'''

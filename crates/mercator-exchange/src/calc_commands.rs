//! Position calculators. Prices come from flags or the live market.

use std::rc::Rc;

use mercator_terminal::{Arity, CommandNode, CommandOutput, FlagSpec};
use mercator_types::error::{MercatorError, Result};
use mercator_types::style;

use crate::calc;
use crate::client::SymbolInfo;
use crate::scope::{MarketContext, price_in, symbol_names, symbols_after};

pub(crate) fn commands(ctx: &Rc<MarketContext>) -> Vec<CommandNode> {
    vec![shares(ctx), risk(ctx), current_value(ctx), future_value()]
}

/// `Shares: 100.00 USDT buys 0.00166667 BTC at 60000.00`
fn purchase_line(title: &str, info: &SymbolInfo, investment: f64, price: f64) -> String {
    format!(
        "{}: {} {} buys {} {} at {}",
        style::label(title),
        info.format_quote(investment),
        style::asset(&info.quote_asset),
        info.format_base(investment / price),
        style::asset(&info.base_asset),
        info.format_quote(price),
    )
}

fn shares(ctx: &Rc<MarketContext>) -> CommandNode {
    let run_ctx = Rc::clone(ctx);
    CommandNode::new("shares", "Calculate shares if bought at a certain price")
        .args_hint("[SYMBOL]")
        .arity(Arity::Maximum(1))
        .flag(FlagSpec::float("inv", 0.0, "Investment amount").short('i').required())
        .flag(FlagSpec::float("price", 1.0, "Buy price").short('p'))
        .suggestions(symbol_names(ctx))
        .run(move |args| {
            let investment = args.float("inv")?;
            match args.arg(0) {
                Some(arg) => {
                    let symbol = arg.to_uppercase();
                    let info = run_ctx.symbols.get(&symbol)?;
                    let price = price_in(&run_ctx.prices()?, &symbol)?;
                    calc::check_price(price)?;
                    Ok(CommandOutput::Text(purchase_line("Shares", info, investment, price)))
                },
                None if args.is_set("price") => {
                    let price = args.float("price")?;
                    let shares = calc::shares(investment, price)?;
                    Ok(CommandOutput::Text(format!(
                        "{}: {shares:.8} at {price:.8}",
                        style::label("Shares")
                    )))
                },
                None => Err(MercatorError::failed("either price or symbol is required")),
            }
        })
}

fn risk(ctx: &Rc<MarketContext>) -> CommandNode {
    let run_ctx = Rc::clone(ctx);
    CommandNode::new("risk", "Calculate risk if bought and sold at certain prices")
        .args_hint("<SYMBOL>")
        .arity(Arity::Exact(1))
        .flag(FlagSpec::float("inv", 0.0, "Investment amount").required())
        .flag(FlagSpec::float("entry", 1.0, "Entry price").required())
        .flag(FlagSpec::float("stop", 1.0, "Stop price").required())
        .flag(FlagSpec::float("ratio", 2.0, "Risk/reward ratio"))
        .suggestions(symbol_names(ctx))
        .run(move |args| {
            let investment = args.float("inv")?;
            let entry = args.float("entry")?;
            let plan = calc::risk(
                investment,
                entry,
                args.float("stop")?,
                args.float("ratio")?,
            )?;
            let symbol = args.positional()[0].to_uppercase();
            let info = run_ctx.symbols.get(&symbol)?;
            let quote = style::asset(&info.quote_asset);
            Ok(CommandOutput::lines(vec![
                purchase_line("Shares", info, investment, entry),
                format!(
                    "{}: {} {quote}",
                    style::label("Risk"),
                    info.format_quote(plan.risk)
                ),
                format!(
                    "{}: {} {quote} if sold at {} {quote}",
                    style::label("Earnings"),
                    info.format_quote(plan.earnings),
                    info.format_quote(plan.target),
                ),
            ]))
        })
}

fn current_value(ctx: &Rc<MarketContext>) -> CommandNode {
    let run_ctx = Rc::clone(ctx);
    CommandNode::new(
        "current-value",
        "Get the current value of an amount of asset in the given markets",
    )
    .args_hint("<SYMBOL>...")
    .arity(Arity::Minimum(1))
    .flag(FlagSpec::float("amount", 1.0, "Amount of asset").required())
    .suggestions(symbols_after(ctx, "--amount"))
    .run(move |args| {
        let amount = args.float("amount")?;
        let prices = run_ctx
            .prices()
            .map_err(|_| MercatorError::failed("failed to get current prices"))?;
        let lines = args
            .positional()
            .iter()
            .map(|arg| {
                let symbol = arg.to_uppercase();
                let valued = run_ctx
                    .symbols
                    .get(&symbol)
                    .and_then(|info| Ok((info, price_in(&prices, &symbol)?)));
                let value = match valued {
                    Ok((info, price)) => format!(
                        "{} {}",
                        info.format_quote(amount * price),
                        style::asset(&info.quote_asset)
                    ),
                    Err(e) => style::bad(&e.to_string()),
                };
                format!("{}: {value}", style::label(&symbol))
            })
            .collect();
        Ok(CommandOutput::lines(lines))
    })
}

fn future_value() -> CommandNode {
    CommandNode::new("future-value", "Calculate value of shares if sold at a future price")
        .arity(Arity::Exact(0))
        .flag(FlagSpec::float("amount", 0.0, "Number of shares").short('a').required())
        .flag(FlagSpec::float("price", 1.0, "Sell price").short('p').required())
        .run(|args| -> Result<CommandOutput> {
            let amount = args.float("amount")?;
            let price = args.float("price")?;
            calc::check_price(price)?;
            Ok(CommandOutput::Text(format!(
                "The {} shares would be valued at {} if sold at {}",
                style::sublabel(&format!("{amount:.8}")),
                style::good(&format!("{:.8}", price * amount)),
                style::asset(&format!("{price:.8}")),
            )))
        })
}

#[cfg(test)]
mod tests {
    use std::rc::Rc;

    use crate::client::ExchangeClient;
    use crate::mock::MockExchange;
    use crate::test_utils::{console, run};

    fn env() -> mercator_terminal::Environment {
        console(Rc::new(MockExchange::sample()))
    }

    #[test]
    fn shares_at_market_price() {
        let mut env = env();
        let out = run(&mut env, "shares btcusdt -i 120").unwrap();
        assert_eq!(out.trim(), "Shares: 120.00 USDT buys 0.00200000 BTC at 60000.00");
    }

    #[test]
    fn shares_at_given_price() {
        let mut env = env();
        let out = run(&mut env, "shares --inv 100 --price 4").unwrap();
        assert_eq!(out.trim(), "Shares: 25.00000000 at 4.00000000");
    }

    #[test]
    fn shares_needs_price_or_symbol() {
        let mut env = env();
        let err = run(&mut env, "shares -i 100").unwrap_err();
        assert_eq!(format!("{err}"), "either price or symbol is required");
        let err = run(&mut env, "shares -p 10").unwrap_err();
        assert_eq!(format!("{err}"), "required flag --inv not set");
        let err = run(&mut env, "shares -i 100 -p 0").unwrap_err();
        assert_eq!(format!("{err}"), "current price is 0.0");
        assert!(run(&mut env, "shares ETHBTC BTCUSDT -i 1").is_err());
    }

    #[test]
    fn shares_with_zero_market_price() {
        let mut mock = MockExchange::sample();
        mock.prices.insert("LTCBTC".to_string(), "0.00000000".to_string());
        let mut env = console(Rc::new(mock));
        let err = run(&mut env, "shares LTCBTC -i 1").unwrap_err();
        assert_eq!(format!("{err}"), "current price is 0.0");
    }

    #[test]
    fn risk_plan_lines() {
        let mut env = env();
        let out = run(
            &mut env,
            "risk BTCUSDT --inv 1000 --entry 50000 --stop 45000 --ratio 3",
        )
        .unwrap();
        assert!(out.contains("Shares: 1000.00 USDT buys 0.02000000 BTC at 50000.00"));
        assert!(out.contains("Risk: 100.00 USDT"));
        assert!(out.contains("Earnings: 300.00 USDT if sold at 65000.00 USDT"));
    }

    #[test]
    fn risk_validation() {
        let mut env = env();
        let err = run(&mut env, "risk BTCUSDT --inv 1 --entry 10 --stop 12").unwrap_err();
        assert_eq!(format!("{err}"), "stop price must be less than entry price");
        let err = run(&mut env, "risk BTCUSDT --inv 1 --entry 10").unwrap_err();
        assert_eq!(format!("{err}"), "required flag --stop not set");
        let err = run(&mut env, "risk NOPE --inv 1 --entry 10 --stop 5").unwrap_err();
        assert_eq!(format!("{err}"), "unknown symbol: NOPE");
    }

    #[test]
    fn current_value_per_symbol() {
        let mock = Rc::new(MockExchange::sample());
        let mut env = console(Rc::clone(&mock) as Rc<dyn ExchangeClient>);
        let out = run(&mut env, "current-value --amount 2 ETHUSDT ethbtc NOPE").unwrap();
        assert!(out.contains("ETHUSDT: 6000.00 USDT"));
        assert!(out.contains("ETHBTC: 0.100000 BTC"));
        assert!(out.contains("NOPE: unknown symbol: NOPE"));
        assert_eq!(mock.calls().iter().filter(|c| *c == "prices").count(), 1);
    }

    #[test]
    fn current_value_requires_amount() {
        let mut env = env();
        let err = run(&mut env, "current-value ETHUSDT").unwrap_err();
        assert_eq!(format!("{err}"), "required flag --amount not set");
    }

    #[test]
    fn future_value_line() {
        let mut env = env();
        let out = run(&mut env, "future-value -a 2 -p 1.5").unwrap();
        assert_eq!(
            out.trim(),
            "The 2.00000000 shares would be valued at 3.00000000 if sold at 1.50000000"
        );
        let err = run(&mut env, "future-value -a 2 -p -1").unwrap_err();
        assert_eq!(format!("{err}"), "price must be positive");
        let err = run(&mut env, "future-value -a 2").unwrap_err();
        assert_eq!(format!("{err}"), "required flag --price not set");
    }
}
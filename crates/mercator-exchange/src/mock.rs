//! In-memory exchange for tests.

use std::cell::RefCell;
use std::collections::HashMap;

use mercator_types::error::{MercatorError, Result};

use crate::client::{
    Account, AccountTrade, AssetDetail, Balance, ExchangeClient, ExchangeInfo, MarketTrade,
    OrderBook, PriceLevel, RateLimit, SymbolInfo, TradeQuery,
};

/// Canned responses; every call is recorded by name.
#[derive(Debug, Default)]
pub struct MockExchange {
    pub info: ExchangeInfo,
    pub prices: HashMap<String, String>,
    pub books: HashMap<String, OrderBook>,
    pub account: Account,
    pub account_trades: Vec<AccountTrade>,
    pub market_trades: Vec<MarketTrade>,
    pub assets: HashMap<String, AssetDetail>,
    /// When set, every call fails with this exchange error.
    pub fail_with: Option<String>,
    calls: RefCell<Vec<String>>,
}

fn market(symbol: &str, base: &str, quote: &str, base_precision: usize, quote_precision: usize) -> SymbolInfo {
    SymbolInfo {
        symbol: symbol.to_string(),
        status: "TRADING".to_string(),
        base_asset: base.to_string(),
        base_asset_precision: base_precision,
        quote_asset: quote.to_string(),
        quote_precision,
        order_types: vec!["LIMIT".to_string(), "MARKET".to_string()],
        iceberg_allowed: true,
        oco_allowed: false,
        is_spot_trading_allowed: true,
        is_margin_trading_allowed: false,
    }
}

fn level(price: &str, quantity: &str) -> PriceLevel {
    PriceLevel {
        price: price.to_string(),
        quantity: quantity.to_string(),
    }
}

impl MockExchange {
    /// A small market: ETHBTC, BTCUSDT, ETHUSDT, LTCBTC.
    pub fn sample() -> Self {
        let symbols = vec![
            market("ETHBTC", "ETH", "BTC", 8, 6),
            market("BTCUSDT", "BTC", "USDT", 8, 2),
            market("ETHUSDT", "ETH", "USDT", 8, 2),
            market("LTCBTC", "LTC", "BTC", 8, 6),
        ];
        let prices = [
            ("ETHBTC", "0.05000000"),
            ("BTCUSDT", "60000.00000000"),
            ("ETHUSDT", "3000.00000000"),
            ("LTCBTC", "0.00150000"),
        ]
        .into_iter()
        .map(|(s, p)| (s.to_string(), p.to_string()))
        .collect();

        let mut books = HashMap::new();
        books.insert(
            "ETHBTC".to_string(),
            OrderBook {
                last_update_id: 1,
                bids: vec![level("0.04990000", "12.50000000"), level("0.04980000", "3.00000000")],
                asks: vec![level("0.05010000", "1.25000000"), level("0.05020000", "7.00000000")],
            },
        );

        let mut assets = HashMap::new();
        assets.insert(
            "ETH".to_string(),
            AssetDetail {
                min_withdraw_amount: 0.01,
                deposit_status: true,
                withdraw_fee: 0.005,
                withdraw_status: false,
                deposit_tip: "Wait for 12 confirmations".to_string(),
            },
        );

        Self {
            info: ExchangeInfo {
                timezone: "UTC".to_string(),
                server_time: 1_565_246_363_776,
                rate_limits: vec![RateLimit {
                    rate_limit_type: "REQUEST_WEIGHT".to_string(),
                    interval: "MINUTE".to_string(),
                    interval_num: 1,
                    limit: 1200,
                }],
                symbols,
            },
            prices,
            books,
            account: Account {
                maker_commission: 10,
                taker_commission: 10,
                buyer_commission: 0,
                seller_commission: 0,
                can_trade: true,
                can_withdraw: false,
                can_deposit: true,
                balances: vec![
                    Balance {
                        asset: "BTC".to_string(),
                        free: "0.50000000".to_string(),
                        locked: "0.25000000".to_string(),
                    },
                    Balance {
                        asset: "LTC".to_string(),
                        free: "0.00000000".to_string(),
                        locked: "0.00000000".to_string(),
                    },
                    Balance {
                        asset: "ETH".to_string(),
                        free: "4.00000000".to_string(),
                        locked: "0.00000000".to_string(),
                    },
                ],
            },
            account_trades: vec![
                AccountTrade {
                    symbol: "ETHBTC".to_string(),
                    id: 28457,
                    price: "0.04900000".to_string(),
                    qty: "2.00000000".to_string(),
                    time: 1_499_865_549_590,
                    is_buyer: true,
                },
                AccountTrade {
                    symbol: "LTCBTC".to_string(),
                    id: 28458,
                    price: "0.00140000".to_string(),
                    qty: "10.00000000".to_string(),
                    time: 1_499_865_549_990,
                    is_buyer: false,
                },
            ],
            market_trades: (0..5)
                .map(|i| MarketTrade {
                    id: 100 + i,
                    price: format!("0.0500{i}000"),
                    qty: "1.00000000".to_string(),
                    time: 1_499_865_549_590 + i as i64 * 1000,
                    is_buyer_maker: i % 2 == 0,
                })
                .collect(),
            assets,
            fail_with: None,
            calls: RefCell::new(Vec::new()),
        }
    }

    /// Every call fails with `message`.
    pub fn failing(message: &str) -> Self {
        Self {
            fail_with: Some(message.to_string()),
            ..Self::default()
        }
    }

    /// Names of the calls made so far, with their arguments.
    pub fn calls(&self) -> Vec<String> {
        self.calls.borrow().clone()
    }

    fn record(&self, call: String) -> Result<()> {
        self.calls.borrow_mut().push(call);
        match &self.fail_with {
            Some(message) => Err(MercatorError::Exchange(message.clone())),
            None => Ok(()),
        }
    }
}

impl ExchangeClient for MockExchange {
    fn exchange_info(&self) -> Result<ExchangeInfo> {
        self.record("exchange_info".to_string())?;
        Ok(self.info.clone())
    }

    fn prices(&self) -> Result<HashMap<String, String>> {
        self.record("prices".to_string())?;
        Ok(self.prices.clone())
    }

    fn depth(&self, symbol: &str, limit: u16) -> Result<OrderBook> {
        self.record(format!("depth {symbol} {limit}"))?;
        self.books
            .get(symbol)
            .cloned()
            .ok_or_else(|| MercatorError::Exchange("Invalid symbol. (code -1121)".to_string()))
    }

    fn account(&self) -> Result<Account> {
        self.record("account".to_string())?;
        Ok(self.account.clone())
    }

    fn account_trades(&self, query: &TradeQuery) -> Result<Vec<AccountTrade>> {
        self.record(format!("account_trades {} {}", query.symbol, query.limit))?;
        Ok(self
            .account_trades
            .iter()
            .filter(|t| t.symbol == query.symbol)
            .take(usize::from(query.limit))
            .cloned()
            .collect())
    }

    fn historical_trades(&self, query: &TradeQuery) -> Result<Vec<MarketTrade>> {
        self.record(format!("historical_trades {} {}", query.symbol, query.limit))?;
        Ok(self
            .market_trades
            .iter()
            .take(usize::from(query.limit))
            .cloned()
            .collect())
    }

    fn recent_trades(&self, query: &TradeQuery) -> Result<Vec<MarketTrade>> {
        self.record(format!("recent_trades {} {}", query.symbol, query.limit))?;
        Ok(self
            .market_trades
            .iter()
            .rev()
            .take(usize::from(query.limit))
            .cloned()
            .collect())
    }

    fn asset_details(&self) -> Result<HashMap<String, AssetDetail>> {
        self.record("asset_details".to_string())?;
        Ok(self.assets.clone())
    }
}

'''

__What to work on__.
Please give back only the lines between the first line of the entries and the line with "f64, price: f64)", both ends included, word for word.

__Result of this task__.
filename crates/mercator-exchange/src/calc_commands.rs
//! Position calculators. Prices come from flags or the live market.

use std::rc::Rc;

use mercator_terminal::{Arity, CommandNode, CommandOutput, FlagSpec};
use mercator_types::error::{MercatorError, Result};
use mercator_types::style;

use crate::calc;
use crate::client::SymbolInfo;
use crate::scope::{MarketContext, price_in, symbol_names, symbols_after};

pub(crate) fn commands(ctx: &Rc<MarketContext>) -> Vec<CommandNode> {
    vec![shares(ctx), risk(ctx), current_value(ctx), future_value()]
}

/// `Shares: 100.00 USDT buys 0.00166667 BTC at 60000.00`
fn purchase_line(title: &str, info: &SymbolInfo, investment: f64, price: f64) -> String {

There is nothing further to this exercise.